When you are working with the Sync Framework (a topic of a coming soon post), you will inevitably run into issues related to data modified both on the client and the server, more clearly: update conflicts. There are five types of update conflicts, defined in the ConflictType enumeration:
- ClientInsertServerInsert: both the client and the server insert a row with the same primary key.
- ClientUpdateServerUpdate: the client and server changes the same row (this is the most common conflict type).
- ClientUpdateServerDelete: the client updates a row, which have been deleted on the server earlier.
- ClientDeleteServerUpdate: the client deletes a row, which have been updated on the server.
- ErrorsOccurred: an error prevents the change from being applied.
To detect errors during synchronization, you should use the ApplyChangeFailed event of your provider class.
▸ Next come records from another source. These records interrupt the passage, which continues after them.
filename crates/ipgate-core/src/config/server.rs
//! HTTP server configuration.

use serde::{Deserialize, Serialize};

/// HTTP server configuration.
#[derive(Debug, Clone, Serialize, Deserialize)]
pub struct ServerConfig {
    /// Bind address.
    #[serde(default = "default_host")]
    pub host: String,
    /// Bind port.
    #[serde(default = "default_port")]
    pub port: u16,
    /// Graceful shutdown timeout in seconds.
    #[serde(default = "default_shutdown_grace")]
    pub shutdown_grace_seconds: u64,
}

impl Default for ServerConfig {
    fn default() -> Self {
        Self {
            host: default_host(),
            port: default_port(),
            shutdown_grace_seconds: default_shutdown_grace(),
        }
    }
}

fn default_host() -> String {
    "0.0.0.0".to_string()
}

fn default_port() -> u16 {
    8080
}

fn default_shutdown_grace() -> u64 {
    30
}
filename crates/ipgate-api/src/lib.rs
//! # ipgate-api
//!
//! HTTP surface for IpGate built on Axum.
//!
//! The login page and the login endpoint sit behind the pre-login gate
//! middleware; the health check does not.

pub mod dto;
pub mod error;
pub mod extractors;
pub mod handlers;
pub mod middleware;
pub mod router;
pub mod state;

pub use error::ApiError;
pub use router::build_router;
pub use state::AppState;
//! User records as seen by the login gate.

use serde::{Deserialize, Serialize};

use super::id::UserId;

/// A user account owned by the external user store.
///
/// IpGate only reads these; it never creates accounts.
#[derive(Debug, Clone, PartialEq, Eq, Serialize, Deserialize)]
#[cfg_attr(feature = "sqlx", derive(sqlx::FromRow))]
pub struct UserRecord {
    /// Account identifier.
    pub id: UserId,
    /// Login name.
    pub username: String,
    /// Stored password hash, handed to the password verifier untouched.
    #[serde(skip_serializing)]
    pub password_hash: String,
}
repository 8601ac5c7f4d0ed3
//! Axum middleware stack.

pub mod ip_gate;
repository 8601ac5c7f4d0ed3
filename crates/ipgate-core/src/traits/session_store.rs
//! Session store collaborator.

use async_trait::async_trait;
use chrono::{DateTime, Utc};

use crate::result::AppResult;
use crate::types::{SessionId, SessionRecord};

/// Queryable view over the external session storage engine.
///
/// Implementations: PostgreSQL (`ipgate-database`) and in-memory
/// (`ipgate-auth::session::memory`).
#[async_trait]
pub trait SessionStore: Send + Sync + 'static {
    /// List sessions whose last activity is strictly after `since`.
    async fn list_active_sessions(&self, since: DateTime<Utc>) -> AppResult<Vec<SessionRecord>>;

    /// Count sessions whose last activity is strictly after `since`.
    async fn count_active_sessions(&self, since: DateTime<Utc>) -> AppResult<u64> {
        Ok(self.list_active_sessions(since).await?.len() as u64)
    }

    /// Remove a session.
    ///
    /// Returns `Ok(false)` when the session was already gone; that is not
    /// an error.
    async fn remove_session(&self, id: SessionId) -> AppResult<bool>;
}
//! Request DTOs.

use serde::Deserialize;

/// Login request body.
#[derive(Debug, Clone, Deserialize)]
pub struct LoginRequest {
    /// Username.
    pub username: String,
    /// Password.
    pub password: String,
}
//! Login page and login endpoint.

use axum::Json;
use axum::extract::{Extension, State};
use axum::response::Html;
use tracing::debug;

use ipgate_auth::CredentialOutcome;
use ipgate_core::error::AppError;
use ipgate_core::types::GateSettings;

use crate::dto::LoginResponse;
use crate::error::ApiError;
use crate::extractors::{ClientIp, Credentials};
use crate::state::AppState;

/// Shown for every denied login, whatever the reason.
pub const INVALID_LOGIN_MESSAGE: &str = "Invalid login, please try again";

const LOGIN_PAGE: &str = r#"<!DOCTYPE html>
<html>
<head><title>Log in</title></head>
<body>
<form method="post" action="/api/auth/login">
<label>Username <input name="username" autocomplete="username"></label>
<label>Password <input name="password" type="password" autocomplete="current-password"></label>
<button type="submit">Log in</button>
</form>
</body>
</html>
"#;

/// GET /login
pub async fn login_form() -> Html<&'static str> {
    Html(LOGIN_PAGE)
}

/// POST /api/auth/login
pub async fn login(
    State(state): State<AppState>,
    ClientIp(address): ClientIp,
    snapshot: Option<Extension<GateSettings>>,
    Credentials(req): Credentials,
) -> Result<Json<LoginResponse>, ApiError> {
    let settings = match snapshot {
        Some(Extension(settings)) => settings,
        None => state.settings.current().await?,
    };

    let outcome = state
        .login_gate
        .credential_check(&settings, &req.username, &req.password, address)
        .await?;

    match outcome {
        CredentialOutcome::Authenticated(user) => Ok(Json(LoginResponse {
            user_id: user.id.into_uuid(),
            username: user.username,
        })),
        CredentialOutcome::Denied(reason) => {
            debug!(?reason, "Login rejected");
            Err(AppError::authentication(INVALID_LOGIN_MESSAGE).into())
        }
    }
}
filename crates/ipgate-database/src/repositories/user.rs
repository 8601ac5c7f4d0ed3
//! User directory backed by the `users` table.

use async_trait::async_trait;
use sqlx::PgPool;

use ipgate_core::error::{AppError, ErrorKind};
use ipgate_core::result::AppResult;
use ipgate_core::traits::UserDirectory;
use ipgate_core::types::UserRecord;

/// Read-only repository over user accounts.
#[derive(Debug, Clone)]
pub struct UserRepository {
    pool: PgPool,
}

impl UserRepository {
    /// Create a new user repository.
    pub fn new(pool: PgPool) -> Self {
        Self { pool }
    }
}

#[async_trait]
impl UserDirectory for UserRepository {
    async fn find_user(&self, username: &str) -> AppResult<Option<UserRecord>> {
        sqlx::query_as::<_, UserRecord>(
            "SELECT id, username, password_hash FROM users WHERE username = $1",
        )
        .bind(username)
        .fetch_optional(&self.pool)
        .await
        .map_err(|e| AppError::with_source(ErrorKind::Database, "Failed to find user", e))
    }
}
//! Login gate configuration.

use serde::{Deserialize, Serialize};

/// Process-level gate configuration.
///
/// The allow-list itself is runtime state held by the settings store;
/// these values only shape how requests are observed and how settings
/// are read.
#[derive(Debug, Clone, Serialize, Deserialize)]
pub struct GateConfig {
    /// Use the left-most `X-Forwarded-For` entry as the source address.
    ///
    /// Only enable behind a reverse proxy that overwrites the header.
    #[serde(default)]
    pub trust_forwarded_for: bool,
    /// Seconds to cache gate settings in-process. `0` reads them on every request.
    #[serde(default)]
    pub settings_cache_seconds: u64,
    /// Message shown on a denied pre-login attempt when the operator template is empty.
    #[serde(default = "default_error_text")]
    pub default_error_text: String,
}

impl Default for GateConfig {
    fn default() -> Self {
        Self {
            trust_forwarded_for: false,
            settings_cache_seconds: 0,
            default_error_text: default_error_text(),
        }
    }
}

fn default_error_text() -> String {
    "Access from your IP address ([[your_ip]]) is not permitted.".to_string()
}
This returns an ApplyChangeFailedEventArgs object, which exposes information about the rows in conflict, the error, and lets you specify the Action to take. The Action can be a member of the ApplyAction enumeration, which defines the following set of them:
- Continue: continues the synchronization, and adds the row caused the conflict to the Conflict class exposed by the ApplyChangeFailedEventArgs object.
- RetryApplyRow: retries applying the row one more time.
- RetryNextSync: only in P2P, stores the row, and then tries to apply it in the next synchronization process.
- RetryWithForceWrite: read MSDN, I don’t understand the topic clearly.
You have one last powerful ally when you are dealing with conflicts. It’s called SyncConflictResolver, and you exposes some properties to deal with the cases defined in the ConflictType enumeration. These properties can take a value from the ResolveAction enumeration, which has the following members: ClientWins, ServerWins and FireEvent. FireEvent fires the above mentioned ApplyChangeFailed event.
For more detailed information, you should refer to MSDN. Sadly, the content about update conflict is very spare in the Training Kit, so you should read MSDN thoroughly even if you have it.